Carnage- Dark Recollections

This album came out when I was 7 years old, so when I came to it much later, it had to compete with every subsequent development in music. The "importance" of a record can of course never be a substitute for a boring listening experience, and while Carnage would be important in terms of many bands that I love (Carcass, Darkthrone, Entombed), their sole album has never caught on with me.

The whole Swedish Death Metal sound has always struck me as monotonous and formulaic. While I appreciate the blending of Discharge-style hardcore with death metal, the bands in this style forego the sense of dynamics and narrative which the American death metal bands (Death and Morbid Angel especially) took over from thrash metal--in comparison with which, Entombed are a bit "same-y."

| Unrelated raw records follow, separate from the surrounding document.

use std::ops::Not;

use serde::{Deserialize, Serialize};

/// The `[diff]` section of `diffview.toml`.
#[derive(Clone, Debug, Default, Deserialize, Eq, PartialEq, Serialize)]
#[serde(deny_unknown_fields)]
pub struct Diff {
    /// List an entry for the start of each changed file as well as its hunks.
    #[serde(default, skip_serializing_if = "<&bool>::not")]
    pub include_headers: bool,
}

The slow pace (for death metal), the consistent and boring atmosphere, the ridiculous chainsaw guitar tone, the guitar solos that are all the same... the entire genre is distilled into this one album, but instead of (as might be the case with another record) being able to forgive the faults of an entire genre in their first instantiation, this record does not *benefit* from its unifying tendencies. Instead, I put it on and think, after a few seconds: "Oh... THIS."

One thing that might mislead listeners is that the band never slips up: every song is consistent in quality; the genre conventions are completely adhered to; as an album it might even be "well-paced"... but like a fractal in mathematics, it looks the same no matter how "close" or "far" one's attention is set. As background music, it is background music---a heavy, thundering roar. But when one really puts one's ear up to it and pays attention.... it is still a heavy, thundering, consistent roar. You can wait the entire album's length waiting for "neat parts" or for any of the record to differentiate itself.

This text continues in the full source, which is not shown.